Allen Hunt’s recent Dynamic Catholic Daily Reflection addresses the importance of being concerned for one another’s spiritual wellbeing. I share it here because I feel it fits this dialogue. “We need a community to help us reach our goal. Faith is not an individual journey; it’s a team sport. We need each other. We are on this journey together.”
Let us remind one another of the stepping-stones on the path: forgiveness, acceptance
and love.
We need to forgive others when they fail to meet our expectations. We need to forgive ourselves for the times we fail to behave as followers of Christ.  We need to accept others in their brokenness while acknowledging our own woundedness. Lastly, we need to love as unconditionally as our Source loves us.


Stephanie Morris, Ph.

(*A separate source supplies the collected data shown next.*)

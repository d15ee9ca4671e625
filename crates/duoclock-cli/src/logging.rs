//! ログ出力の初期化
//!
//! 時計の表示は stdout に出すため、ログは stderr に書く。core 側の `log` 出力は
//! `tracing-log` で subscriber に流す。レベルは `RUST_LOG` で指定する（既定は warn）。

use anyhow::{Context, Result};
use tracing_subscriber::EnvFilter;

const DEFAULT_FILTER: &str = "warn";

pub fn init() -> Result<()> {
    let filter =
        EnvFilter::try_from_default_env().unwrap_or_else(|_| EnvFilter::new(DEFAULT_FILTER));
    let subscriber = tracing_subscriber::fmt()
        .with_env_filter(filter)
        .with_writer(std::io::stderr)
        .with_target(false)
        .finish();
    tracing::subscriber::set_global_default(subscriber)
        .context("failed to install tracing subscriber")?;
    tracing_log::LogTracer::init().context("failed to bridge log records into tracing")?;
    Ok(())
}
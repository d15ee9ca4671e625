//! # duoclock-core
//!
//! 2 人用の対局時計エンジン。切れ負け・フィッシャー・秒読みに対応する。
//!
//! ## モジュール構成
//!
//! - `types`: 基本型（Player, TimeControlMode）
//! - `config`: 持ち時間設定と TOML 読み込み
//! - `state`: 状態スナップショット（ClockState, PlayerClock）
//! - `event`: 閾値通知・時間切れなどのイベント
//! - `time_source`: 時刻源（実時間 / 手動 / tokio）
//! - `engine`: 状態機械本体（制御操作と advance）
//! - `command`: 制御操作の値表現
//! - `driver`: tokio 上の単一 owner actor（feature `tokio-driver`）
//!

pub mod types;

pub mod config;
pub mod state;

pub mod command;
pub mod event;
pub mod time_source;

pub mod engine;

#[cfg(feature = "tokio-driver")]
pub mod driver;

pub use command::ClockCommand;
pub use config::{ClockConfig, ConfigError, PlayerSettings, ResetPolicy, SelectPolicy};
pub use engine::{ClockEngine, TickToken};
pub use event::{ClockEvent, EventCallback};
pub use state::{ClockState, InvariantViolation, PlayerClock};
pub use time_source::{ManualSource, MonotonicSource, TimeSource};
pub use types::{ParseKindError, Player, TimeControlMode};

#[cfg(feature = "tokio-driver")]
pub use driver::{ClockHandle, DriverError};
#[cfg(feature = "tokio-driver")]
pub use time_source::TokioSource;
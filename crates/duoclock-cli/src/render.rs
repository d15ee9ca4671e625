//! スナップショットとイベントの表示
//!
//! 人間向けの 1 行表示と、`--json` 用の JSON 行の両方をここで作る。

use std::fmt::Write as _;
use std::time::Duration;

use duoclock_core::{ClockEvent, ClockState, Player, TimeControlMode};
use serde::Serialize;

/// 残り時間がこれ以下なら小数 1 桁まで表示し、警告扱いにする
pub const LOW_TIME: Duration = Duration::from_secs(10);

/// 残り時間の段階
#[derive(Debug, Clone, Copy, PartialEq, Eq)]
pub enum TimeBand {
    Normal,
    Low,
    Out,
}

impl TimeBand {
    pub fn of(remaining: Duration) -> Self {
        if remaining.is_zero() {
            TimeBand::Out
        } else if remaining <= LOW_TIME {
            TimeBand::Low
        } else {
            TimeBand::Normal
        }
    }
}

/// 残り時間を `m:ss`（1 時間以上は `h:mm:ss`）で返す。切り捨て。
///
/// 10 秒以下は `0:09.4` のように 0.1 秒まで出す。
pub fn format_clock(remaining: Duration) -> String {
    let secs = remaining.as_secs();
    let (h, m, s) = (secs / 3600, (secs / 60) % 60, secs % 60);
    let mut out = if h > 0 {
        format!("{h}:{m:02}:{s:02}")
    } else {
        format!("{m}:{s:02}")
    };
    if TimeBand::of(remaining) == TimeBand::Low {
        let _ = write!(out, ".{}", remaining.subsec_millis() / 100);
    }
    out
}

/// 対局者 1 人分の表示（`[1]▶ 4:59 byoyomi 2/3` など）
pub fn player_cell(state: &ClockState, player: Player) -> String {
    let clock = state.player(player);
    let marker = if clock.is_running {
        '▶'
    } else if state.active_player == Some(player) {
        '*'
    } else {
        ' '
    };
    let mut cell = format!("[{player}]{marker} {}", format_clock(clock.current_time));
    match state.mode {
        TimeControlMode::Absolute => {}
        TimeControlMode::Fischer => {
            let _ = write!(cell, " +{}s", clock.additional_time.as_secs());
        }
        TimeControlMode::Byoyomi if clock.in_byoyomi => {
            let _ = write!(cell, " byoyomi {}/{}", clock.periods_left, clock.byoyomi_periods);
        }
        TimeControlMode::Byoyomi => {
            let _ = write!(
                cell,
                " ({}x{}s)",
                clock.byoyomi_periods,
                clock.additional_time.as_secs()
            );
        }
    }
    if state.flagged_player == Some(player) {
        cell.push_str(" FLAG");
    } else if clock.is_running && TimeBand::of(clock.current_time) == TimeBand::Low {
        cell.push_str(" !");
    }
    cell
}

fn phase(state: &ClockState) -> &'static str {
    if state.is_flag_fallen {
        "flag fallen"
    } else if state.is_game_running {
        "running"
    } else if state.is_game_started {
        "paused"
    } else {
        "ready"
    }
}

/// 両対局者と全体の状態を 1 行にまとめる
pub fn status_line(state: &ClockState) -> String {
    format!(
        "{} | {} | {} {}",
        player_cell(state, Player::One),
        player_cell(state, Player::Two),
        state.mode,
        phase(state)
    )
}

pub fn event_line(event: &ClockEvent) -> String {
    format!("> {event}")
}

/// `--json` 出力の 1 行
pub fn json_line<T: Serialize>(value: &T) -> serde_json::Result<String> {
    serde_json::to_string(value)
}

#[cfg(test)]
mod tests {
    use super::*;
    use duoclock_core::{ClockConfig, ClockEngine, ManualSource, PlayerSettings};

    fn ms(ms: u64) -> Duration {
        Duration::from_millis(ms)
    }

    fn engine(mode: TimeControlMode) -> (ClockEngine<ManualSource>, ManualSource) {
        let config = ClockConfig::symmetric(
            mode,
            PlayerSettings {
                main_time_secs: 60,
                additional_time_secs: 5,
                byoyomi_periods: 3,
            },
        );
        let source = ManualSource::new();
        (ClockEngine::with_source(&config, source.clone()), source)
    }

    #[test]
    fn test_format_clock() {
        assert_eq!(format_clock(ms(300_000)), "5:00");
        assert_eq!(format_clock(ms(59_999)), "0:59");
        assert_eq!(format_clock(ms(10_000)), "0:10.0");
        assert_eq!(format_clock(ms(9_470)), "0:09.4");
        assert_eq!(format_clock(Duration::ZERO), "0:00");
        assert_eq!(format_clock(ms(3_723_000)), "1:02:03");
    }

    #[test]
    fn test_time_band() {
        assert_eq!(TimeBand::of(ms(10_001)), TimeBand::Normal);
        assert_eq!(TimeBand::of(ms(10_000)), TimeBand::Low);
        assert_eq!(TimeBand::of(ms(1)), TimeBand::Low);
        assert_eq!(TimeBand::of(Duration::ZERO), TimeBand::Out);
    }

    #[test]
    fn test_status_line_before_start() {
        let (engine, _) = engine(TimeControlMode::Byoyomi);
        assert_eq!(
            status_line(&engine.state()),
            "[1]* 1:00 (3x5s) | [2]  1:00 (3x5s) | byoyomi ready"
        );
    }

    #[test]
    fn test_status_line_in_byoyomi() {
        let (mut engine, source) = engine(TimeControlMode::Byoyomi);
        engine.start();
        source.advance_ms(61_000);
        let state = engine.advance();
        assert_eq!(
            status_line(&state),
            "[1]▶ 0:04.0 byoyomi 3/3 ! | [2]  1:00 (3x5s) | byoyomi running"
        );
    }

    #[test]
    fn test_status_line_fischer_paused() {
        let (mut engine, source) = engine(TimeControlMode::Fischer);
        engine.start();
        source.advance_ms(2_000);
        engine.switch_active_player();
        let state = engine.pause();
        assert_eq!(
            status_line(&state),
            "[1]  1:03 +5s | [2]* 1:00 +5s | fischer paused"
        );
    }

    #[test]
    fn test_status_line_after_flag() {
        let (mut engine, source) = engine(TimeControlMode::Absolute);
        engine.start();
        source.advance_ms(60_000);
        let state = engine.advance();
        assert_eq!(
            status_line(&state),
            "[1]* 0:00 FLAG | [2]  1:00 | absolute flag fallen"
        );
    }

    #[test]
    fn test_event_and_json_lines() {
        let event = ClockEvent::FlagFallen { player: Player::Two };
        assert_eq!(event_line(&event), "> player 2 flag fell");
        assert_eq!(
            json_line(&event).unwrap(),
            r#"{"kind":"flag_fallen","player":"2"}"#
        );
    }
}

D, Historian, Certified Archivist, emerita

People have been leaving the Catholic Church for generations. It hurts when a friend or relative turns his or her back on the Church. Trying to talk to them about this change can result in being hurt yourself when they call you names or insult the Church. They may have valid reasons for not liking the structure, the hierarchy of the Church; some Church leaders have made serious mistakes. If I have a chance, I tell them they are still welcome. I pray for them and hope that they will someday return to the active practice of their Faith. The best I can do is to be a witness, to practice my Catholic Faith openly and sincerely, and hope that someday they will want to reconnect with God through the Catholic Church.